### Description of the task
Transcribe word for word the lines below from the line with "pub fn new(adapter: Arc<LifiAdapter>)" through the line with "pub fn with_rpc(mut", ends included.

BEGIN The input

//! Step-by-step route execution against the LI.FI API
//!
//! For every step: make sure the wallet is on the source chain, grant the
//! token allowance, fetch the transaction from `/advanced/stepTransaction`,
//! confirm any change of the guaranteed output with the user, sign and send,
//! then wait for the source receipt and (for bridges) the `/status` verdict.

use alloy_primitives::{Address, U256};
use alloy_sol_types::{sol, SolCall};
use async_trait::async_trait;
use kite_types::{
	is_zero_address, AdapterError, ExecutionError, ExecutionHooks, Route, RouteExecutor,
	RouteStep, StepUpdate, TransactionRequest, VendorStepStatus, WalletClient,
};
use serde_json::Value;
use std::sync::Arc;
use std::time::Duration;
use tracing::{debug, info, warn};

use super::models::{LifiStatusResponse, LifiStep, LifiTransferStatus};
use super::LifiAdapter;
use crate::rpc::{parse_address, RpcProviders};

sol! {
	interface IERC20 {
		function allowance(address owner, address spender) external view returns (uint256);
		function approve(address spender, uint256 amount) external returns (bool);
	}
}

/// REST implementation of the vendor execution primitive
#[derive(Debug, Clone)]
pub struct LifiExecutor {
	adapter: Arc<LifiAdapter>,
	poll_interval: Duration,
	/// Used to skip approvals that are already in place; without it every
	/// ERC-20 step sends an approval first
	rpc: Option<RpcProviders>,
}

impl LifiExecutor {
	pub fn new(adapter: Arc<LifiAdapter>) -> Self {
		let poll_interval = Duration::from_millis(adapter.config().status_poll_interval_ms);
		Self {
			adapter,
			poll_interval,
			rpc: None,
		}
	}

	pub fn with_rpc(mut self, rpc: RpcProviders) -> Self {
		self.rpc = Some(rpc);
		self
	}

	pub fn with_poll_interval(mut self, poll_interval: Duration) -> Self {
		self.poll_interval = poll_interval;
		self
	}

	async fn ensure_chain(
		&self,
		chain_id: u64,
		wallet: &dyn WalletClient,
		hooks: &dyn ExecutionHooks,
	) -> Result<(), ExecutionError> {
		let current = wallet.chain_id().await?;
		if current == chain_id {
			return Ok(());
		}

		debug!("Wallet on chain {}, step needs {}", current, chain_id);
		hooks.switch_chain(chain_id).await?;

		let after = wallet.chain_id().await?;
		if after != chain_id {
			return Err(ExecutionError::ChainSwitchFailed {
				chain_id,
				reason: format!("wallet is still on chain {}", after),
			});
		}
		Ok(())
	}

	async fn ensure_allowance(
		&self,
		step_index: usize,
		step: &RouteStep,
		spender: &str,
		wallet: &dyn WalletClient,
	) -> Result<(), ExecutionError> {
		let token = parse_address(&step.from_token.address)?;
		let spender = parse_address(spender)?;
		let owner = parse_address(&wallet.address())?;
		let amount = parse_amount(step)?;

		if let Some(current) = self.current_allowance(step.from_chain_id, token, owner, spender).await {
			if current >= amount {
				debug!("Allowance for step {} already sufficient", step_index);
				return Ok(());
			}
		}

		info!(
			"Approving {} of {} for {} on chain {}",
			amount, step.from_token.symbol, spender, step.from_chain_id
		);
		let approve = IERC20::approveCall { spender, amount };
		let tx = TransactionRequest {
			chain_id: step.from_chain_id,
			to: step.from_token.address.clone(),
			from: Some(wallet.address()),
			data: format!("0x{}", hex::encode(approve.abi_encode())),
			value: None,
			gas_limit: None,
			gas_price: None,
		};

		let hash = wallet.send_transaction(&tx).await?;
		if !wallet.wait_for_transaction(step.from_chain_id, &hash).await? {
			return Err(ExecutionError::StepFailed {
				step_index,
				reason: format!("token approval {} reverted", hash),
			});
		}
		Ok(())
	}

	/// Read the allowance when an RPC endpoint is available; `None` means unknown
	async fn current_allowance(
		&self,
		chain_id: u64,
		token: Address,
		owner: Address,
		spender: Address,
	) -> Option<U256> {
		let rpc = self.rpc.as_ref()?.get(chain_id).ok()?;
		let call = IERC20::allowanceCall { owner, spender };
		match rpc.eth_call(token, call.abi_encode().into()).await {
			Ok(raw) => IERC20::allowanceCall::abi_decode_returns(&raw, true)
				.ok()
				.map(|r| r._0),
			Err(e) => {
				warn!("Allowance lookup failed on chain {}: {}", chain_id, e);
				None
			},
		}
	}

	async fn wait_for_bridge(
		&self,
		step_index: usize,
		step: &RouteStep,
		tx_hash: &str,
		hooks: &dyn ExecutionHooks,
	) -> Result<(), ExecutionError> {
		loop {
			tokio::time::sleep(self.poll_interval).await;

			let status: LifiStatusResponse = self
				.adapter
				.get(
					"status",
					"/status",
					&[
						("txHash", tx_hash.to_string()),
						("bridge", step.tool.clone()),
						("fromChain", step.from_chain_id.to_string()),
						("toChain", step.to_chain_id.to_string()),
					],
				)
				.await?;

			match status.status {
				LifiTransferStatus::Done => {
					let receiving = status.receiving.and_then(|leg| leg.tx_hash);
					hooks.update_route(
						StepUpdate::new(step_index, VendorStepStatus::Done)
							.with_tx_hash(tx_hash)
							.with_receiving_tx_hash(receiving),
					);
					return Ok(());
				},
				LifiTransferStatus::Failed | LifiTransferStatus::Invalid => {
					let reason = status
						.substatus_message
						.or(status.substatus)
						.unwrap_or_else(|| "bridge transfer failed".to_string());
					hooks.update_route(
						StepUpdate::new(step_index, VendorStepStatus::Failed)
							.with_tx_hash(tx_hash)
							.with_message(reason.clone()),
					);
					return Err(ExecutionError::StepFailed { step_index, reason });
				},
				LifiTransferStatus::Pending | LifiTransferStatus::NotFound => {
					debug!("Bridge transfer {} still pending", tx_hash);
				},
			}
		}
	}

	async fn execute_step(
		&self,
		step_index: usize,
		step: &RouteStep,
		wallet: &dyn WalletClient,
		hooks: &dyn ExecutionHooks,
	) -> Result<(), ExecutionError> {
		let quoted = LifiStep::from_value(&step.vendor)?;

		self.ensure_chain(step.from_chain_id, wallet, hooks).await?;
		hooks.update_route(StepUpdate::new(step_index, VendorStepStatus::Pending));

		if let Some(spender) = quoted.estimate.approval_address.as_deref() {
			if !step.from_token.token_ref().is_native() && !is_zero_address(spender) {
				self.ensure_allowance(step_index, step, spender, wallet).await?;
			}
		}

		let prepared_raw: Value = self
			.adapter
			.post("step transaction", "/advanced/stepTransaction", &step.vendor)
			.await?;
		let prepared = LifiStep::from_value(&prepared_raw)?;

		let new_min = &prepared.estimate.to_amount_min;
		if rate_changed(&step.to_amount_min, new_min) {
			info!(
				"Guaranteed output of step {} changed {} -> {}",
				step_index, step.to_amount_min, new_min
			);
			if !hooks
				.accept_exchange_rate_update(step_index, &step.to_amount_min, new_min)
				.await
			{
				return Err(ExecutionError::RateRejected);
			}
		}

		let tx = prepared
			.transaction_request
			.ok_or_else(|| {
				AdapterError::invalid_response("stepTransaction returned no transaction request")
			})?
			.into_transaction(step.from_chain_id);

		hooks.update_route(StepUpdate::new(step_index, VendorStepStatus::ActionRequired));
		let tx_hash = wallet.send_transaction(&tx).await?;
		info!("Step {} submitted: {}", step_index, tx_hash);
		hooks.update_route(
			StepUpdate::new(step_index, VendorStepStatus::Pending).with_tx_hash(tx_hash.clone()),
		);

		if !wallet.wait_for_transaction(step.from_chain_id, &tx_hash).await? {
			hooks.update_route(
				StepUpdate::new(step_index, VendorStepStatus::Failed)
					.with_tx_hash(tx_hash.clone())
					.with_message("transaction reverted"),
			);
			return Err(ExecutionError::StepFailed {
				step_index,
				reason: format!("transaction {} reverted", tx_hash),
			});
		}

		if step.is_cross_chain() {
			self.wait_for_bridge(step_index, step, &tx_hash, hooks).await
		} else {
			hooks.update_route(
				StepUpdate::new(step_index, VendorStepStatus::Done).with_tx_hash(tx_hash),
			);
			Ok(())
		}
	}
}

#[async_trait]
impl RouteExecutor for LifiExecutor {
	async fn execute_route(
		&self,
		route: &Route,
		wallet: &dyn WalletClient,
		hooks: &dyn ExecutionHooks,
	) -> Result<(), ExecutionError> {
		if !route.is_executable() {
			return Err(ExecutionError::NotExecutable);
		}

		for (index, step) in route.steps.iter().enumerate() {
			debug!(
				"Executing step {}/{} ({}) of route {}",
				index + 1,
				route.steps.len(),
				step.kind.label(),
				route.id
			);
			self.execute_step(index, step, wallet, hooks).await?;
		}
		Ok(())
	}
}

fn parse_amount(step: &RouteStep) -> Result<U256, ExecutionError> {
	U256::from_str_radix(step.from_amount.as_str(), 10).map_err(|e| {
		ExecutionError::Vendor(AdapterError::invalid_response(format!(
			"invalid step amount '{}': {}",
			step.from_amount, e
		)))
	})
}

/// Any difference in the guaranteed minimum counts, regardless of direction
fn rate_changed(quoted: &kite_types::TokenAmount, refreshed: &kite_types::TokenAmount) -> bool {
	quoted.normalized() != refreshed.normalized()
}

END The input

### Response to this task
	pub fn new(adapter: Arc<LifiAdapter>) -> Self {
		let poll_interval = Duration::from_millis(adapter.config().status_poll_interval_ms);
		Self {
			adapter,
			poll_interval,
			rpc: None,
		}
	}

	pub fn with_rpc(mut self, rpc: RpcProviders) -> Self {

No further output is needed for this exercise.